• **Task brief**
Below are records to be reproduced exactly and in full.

Supplied information START

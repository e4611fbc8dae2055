//! The NLU front-end envelope (protocol 2): an intent-matching layer wraps
//! the platform request and carries session state in named output contexts.

use serde::{Deserialize, Serialize};
use serde_json::{Map, Value};

use crate::{assistant::AppRequest, response::RichResponse};

#[derive(Debug, Clone, PartialEq, Default, Serialize, Deserialize)]
#[serde(rename_all = "camelCase")]
pub struct WebhookRequest {
    #[serde(default, skip_serializing_if = "Option::is_none")]
    pub response_id: Option<String>,

    /// Fully-qualified session name; context names are prefixed with it.
    #[serde(default, skip_serializing_if = "Option::is_none")]
    pub session: Option<String>,

    #[serde(default, skip_serializing_if = "Option::is_none")]
    pub query_result: Option<QueryResult>,

    #[serde(default, skip_serializing_if = "Option::is_none")]
    pub original_detect_intent_request: Option<OriginalDetectIntentRequest>,
}

#[derive(Debug, Clone, PartialEq, Default, Serialize, Deserialize)]
#[serde(rename_all = "camelCase")]
pub struct QueryResult {
    /// The user's raw query text.
    #[serde(default, skip_serializing_if = "Option::is_none")]
    pub query_text: Option<String>,

    /// The developer-assigned action name for the matched intent.
    #[serde(default, skip_serializing_if = "Option::is_none")]
    pub action: Option<String>,

    #[serde(default, skip_serializing_if = "Map::is_empty")]
    pub parameters: Map<String, Value>,

    #[serde(default, skip_serializing_if = "Vec::is_empty")]
    pub output_contexts: Vec<Context>,

    #[serde(default, skip_serializing_if = "Option::is_none")]
    pub intent: Option<IntentRef>,

    #[serde(default, skip_serializing_if = "Option::is_none")]
    pub language_code: Option<String>,
}

#[derive(Debug, Clone, PartialEq, Default, Serialize, Deserialize)]
#[serde(rename_all = "camelCase")]
pub struct IntentRef {
    #[serde(default, skip_serializing_if = "Option::is_none")]
    pub name: Option<String>,

    #[serde(default, skip_serializing_if = "Option::is_none")]
    pub display_name: Option<String>,
}

/// The inner platform envelope, forwarded verbatim by the NLU layer.
#[derive(Debug, Clone, PartialEq, Default, Serialize, Deserialize)]
#[serde(rename_all = "camelCase")]
pub struct OriginalDetectIntentRequest {
    #[serde(default, skip_serializing_if = "Option::is_none")]
    pub source: Option<String>,

    #[serde(default, skip_serializing_if = "Option::is_none")]
    pub version: Option<String>,

    #[serde(default, skip_serializing_if = "Option::is_none")]
    pub payload: Option<AppRequest>,
}

/// A named, lifespan-bounded parameter bag.
#[derive(Debug, Clone, PartialEq, Default, Serialize, Deserialize)]
#[serde(rename_all = "camelCase")]
pub struct Context {
    /// Fully-qualified name, `<session>/contexts/<logical name>`.
    pub name: String,

    /// Number of turns the context stays alive; zero deletes it.
    #[serde(default)]
    pub lifespan_count: u32,

    #[serde(default, skip_serializing_if = "Map::is_empty")]
    pub parameters: Map<String, Value>,
}

#[derive(Debug, Clone, PartialEq, Default, Serialize, Deserialize)]
#[serde(rename_all = "camelCase")]
pub struct WebhookResponse {
    #[serde(default, skip_serializing_if = "Option::is_none")]
    pub fulfillment_text: Option<String>,

    #[serde(default, skip_serializing_if = "Option::is_none")]
    pub payload: Option<ResponsePayload>,

    #[serde(default, skip_serializing_if = "Vec::is_empty")]
    pub output_contexts: Vec<Context>,

    #[serde(default, skip_serializing_if = "Option::is_none")]
    pub followup_event_input: Option<EventInput>,
}

/// Triggers a follow-up event instead of matching on the user's next query.
#[derive(Debug, Clone, PartialEq, Default, Serialize, Deserialize)]
#[serde(rename_all = "camelCase")]
pub struct EventInput {
    #[serde(default, skip_serializing_if = "Option::is_none")]
    pub name: Option<String>,

    #[serde(default, skip_serializing_if = "Map::is_empty")]
    pub parameters: Map<String, Value>,

    #[serde(default, skip_serializing_if = "Option::is_none")]
    pub language_code: Option<String>,
}

/// Platform-keyed payload block of the webhook response.
#[derive(Debug, Clone, PartialEq, Default, Serialize, Deserialize)]
pub struct ResponsePayload {
    #[serde(default, skip_serializing_if = "Option::is_none")]
    pub google: Option<AssistantPayload>,
}

/// The assistant-specific response carried inside the NLU payload block.
#[derive(Debug, Clone, PartialEq, Default, Serialize, Deserialize)]
#[serde(rename_all = "camelCase")]
pub struct AssistantPayload {
    #[serde(default, skip_serializing_if = "Option::is_none")]
    pub expect_user_response: Option<bool>,

    #[serde(default, skip_serializing_if = "Option::is_none")]
    pub rich_response: Option<RichResponse>,

    #[serde(default, skip_serializing_if = "Option::is_none")]
    pub system_intent: Option<SystemIntent>,

    #[serde(default, skip_serializing_if = "Option::is_none")]
    pub user_storage: Option<String>,
}

/// NLU-side spelling of the expected follow-up intent.
#[derive(Debug, Clone, PartialEq, Default, Serialize, Deserialize)]
#[serde(rename_all = "camelCase")]
pub struct SystemIntent {
    #[serde(default, skip_serializing_if = "Option::is_none")]
    pub intent: Option<String>,

    #[serde(default, skip_serializing_if = "Option::is_none")]
    pub data: Option<Map<String, Value>>,
}
//! Serde mirror of the two webhook wire protocols, limited to the boundary
//! subset the turn-processing pipeline reads and writes.
//!
//! The platform's full schema is far larger; anything the pipeline never
//! touches (orders, carousels, tables, push messages) is deliberately absent.

pub mod argument;
pub mod assistant;
pub mod nlu;
pub mod response;
pub mod user;

pub use argument::{Argument, ArgumentExtension, DateTimeValue, Status};
pub use assistant::{
    AppRequest, AppResponse, Conversation, ExpectedInput, ExpectedIntent, FinalResponse, Input,
    InputPrompt, RawInput,
};
pub use nlu::{
    AssistantPayload, Context, EventInput, IntentRef, OriginalDetectIntentRequest, QueryResult,
    ResponsePayload, SystemIntent, WebhookRequest, WebhookResponse,
};
pub use response::{
    BasicCard, Image, MediaObject, MediaResponse, RichResponse, RichResponseItem, SimpleResponse,
    Suggestion,
};
pub use user::{Capability, Device, Location, Surface, User, UserProfile};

Supplied information END

• **Solution**
repository e4611fbc8dae2055
//! The NLU front-end envelope (protocol 2): an intent-matching layer wraps
//! the platform request and carries session state in named output contexts.

use serde::{Deserialize, Serialize};
use serde_json::{Map, Value};

use crate::{assistant::AppRequest, response::RichResponse};

#[derive(Debug, Clone, PartialEq, Default, Serialize, Deserialize)]
#[serde(rename_all = "camelCase")]
pub struct WebhookRequest {
    #[serde(default, skip_serializing_if = "Option::is_none")]
    pub response_id: Option<String>,

    /// Fully-qualified session name; context names are prefixed with it.
    #[serde(default, skip_serializing_if = "Option::is_none")]
    pub session: Option<String>,

    #[serde(default, skip_serializing_if = "Option::is_none")]
    pub query_result: Option<QueryResult>,

    #[serde(default, skip_serializing_if = "Option::is_none")]
    pub original_detect_intent_request: Option<OriginalDetectIntentRequest>,
}

#[derive(Debug, Clone, PartialEq, Default, Serialize, Deserialize)]
#[serde(rename_all = "camelCase")]
pub struct QueryResult {
    /// The user's raw query text.
    #[serde(default, skip_serializing_if = "Option::is_none")]
    pub query_text: Option<String>,

    /// The developer-assigned action name for the matched intent.
    #[serde(default, skip_serializing_if = "Option::is_none")]
    pub action: Option<String>,

    #[serde(default, skip_serializing_if = "Map::is_empty")]
    pub parameters: Map<String, Value>,

    #[serde(default, skip_serializing_if = "Vec::is_empty")]
    pub output_contexts: Vec<Context>,

    #[serde(default, skip_serializing_if = "Option::is_none")]
    pub intent: Option<IntentRef>,

    #[serde(default, skip_serializing_if = "Option::is_none")]
    pub language_code: Option<String>,
}

#[derive(Debug, Clone, PartialEq, Default, Serialize, Deserialize)]
#[serde(rename_all = "camelCase")]
pub struct IntentRef {
    #[serde(default, skip_serializing_if = "Option::is_none")]
    pub name: Option<String>,

    #[serde(default, skip_serializing_if = "Option::is_none")]
    pub display_name: Option<String>,
}

/// The inner platform envelope, forwarded verbatim by the NLU layer.
#[derive(Debug, Clone, PartialEq, Default, Serialize, Deserialize)]
#[serde(rename_all = "camelCase")]
pub struct OriginalDetectIntentRequest {
    #[serde(default, skip_serializing_if = "Option::is_none")]
    pub source: Option<String>,

    #[serde(default, skip_serializing_if = "Option::is_none")]
    pub version: Option<String>,

    #[serde(default, skip_serializing_if = "Option::is_none")]
    pub payload: Option<AppRequest>,
}

/// A named, lifespan-bounded parameter bag.
#[derive(Debug, Clone, PartialEq, Default, Serialize, Deserialize)]
#[serde(rename_all = "camelCase")]
pub struct Context {
    /// Fully-qualified name, `<session>/contexts/<logical name>`.
    pub name: String,

    /// Number of turns the context stays alive; zero deletes it.
    #[serde(default)]
    pub lifespan_count: u32,

    #[serde(default, skip_serializing_if = "Map::is_empty")]
    pub parameters: Map<String, Value>,
}

#[derive(Debug, Clone, PartialEq, Default, Serialize, Deserialize)]
#[serde(rename_all = "camelCase")]
pub struct WebhookResponse {
    #[serde(default, skip_serializing_if = "Option::is_none")]
    pub fulfillment_text: Option<String>,

    #[serde(default, skip_serializing_if = "Option::is_none")]
    pub payload: Option<ResponsePayload>,

    #[serde(default, skip_serializing_if = "Vec::is_empty")]
    pub output_contexts: Vec<Context>,

    #[serde(default, skip_serializing_if = "Option::is_none")]
    pub followup_event_input: Option<EventInput>,
}

/// Triggers a follow-up event instead of matching on the user's next query.
#[derive(Debug, Clone, PartialEq, Default, Serialize, Deserialize)]
#[serde(rename_all = "camelCase")]
pub struct EventInput {
    #[serde(default, skip_serializing_if = "Option::is_none")]
    pub name: Option<String>,

    #[serde(default, skip_serializing_if = "Map::is_empty")]
    pub parameters: Map<String, Value>,

    #[serde(default, skip_serializing_if = "Option::is_none")]
    pub language_code: Option<String>,
}

/// Platform-keyed payload block of the webhook response.
#[derive(Debug, Clone, PartialEq, Default, Serialize, Deserialize)]
pub struct ResponsePayload {
    #[serde(default, skip_serializing_if = "Option::is_none")]
    pub google: Option<AssistantPayload>,
}

/// The assistant-specific response carried inside the NLU payload block.
#[derive(Debug, Clone, PartialEq, Default, Serialize, Deserialize)]
#[serde(rename_all = "camelCase")]
pub struct AssistantPayload {
    #[serde(default, skip_serializing_if = "Option::is_none")]
    pub expect_user_response: Option<bool>,

    #[serde(default, skip_serializing_if = "Option::is_none")]
    pub rich_response: Option<RichResponse>,

    #[serde(default, skip_serializing_if = "Option::is_none")]
    pub system_intent: Option<SystemIntent>,

    #[serde(default, skip_serializing_if = "Option::is_none")]
    pub user_storage: Option<String>,
}

/// NLU-side spelling of the expected follow-up intent.
#[derive(Debug, Clone, PartialEq, Default, Serialize, Deserialize)]
#[serde(rename_all = "camelCase")]
pub struct SystemIntent {
    #[serde(default, skip_serializing_if = "Option::is_none")]
    pub intent: Option<String>,

    #[serde(default, skip_serializing_if = "Option::is_none")]
    pub data: Option<Map<String, Value>>,
}
//! Serde mirror of the two webhook wire protocols, limited to the boundary
//! subset the turn-processing pipeline reads and writes.
//!
//! The platform's full schema is far larger; anything the pipeline never
//! touches (orders, carousels, tables, push messages) is deliberately absent.

pub mod argument;
pub mod assistant;
pub mod nlu;
pub mod response;
pub mod user;

pub use argument::{Argument, ArgumentExtension, DateTimeValue, Status};
pub use assistant::{
    AppRequest, AppResponse, Conversation, ExpectedInput, ExpectedIntent, FinalResponse, Input,
    InputPrompt, RawInput,
};
pub use nlu::{
    AssistantPayload, Context, EventInput, IntentRef, OriginalDetectIntentRequest, QueryResult,
    ResponsePayload, SystemIntent, WebhookRequest, WebhookResponse,
};
pub use response::{
    BasicCard, Image, MediaObject, MediaResponse, RichResponse, RichResponseItem, SimpleResponse,
    Suggestion,
};
pub use user::{Capability, Device, Location, Surface, User, UserProfile};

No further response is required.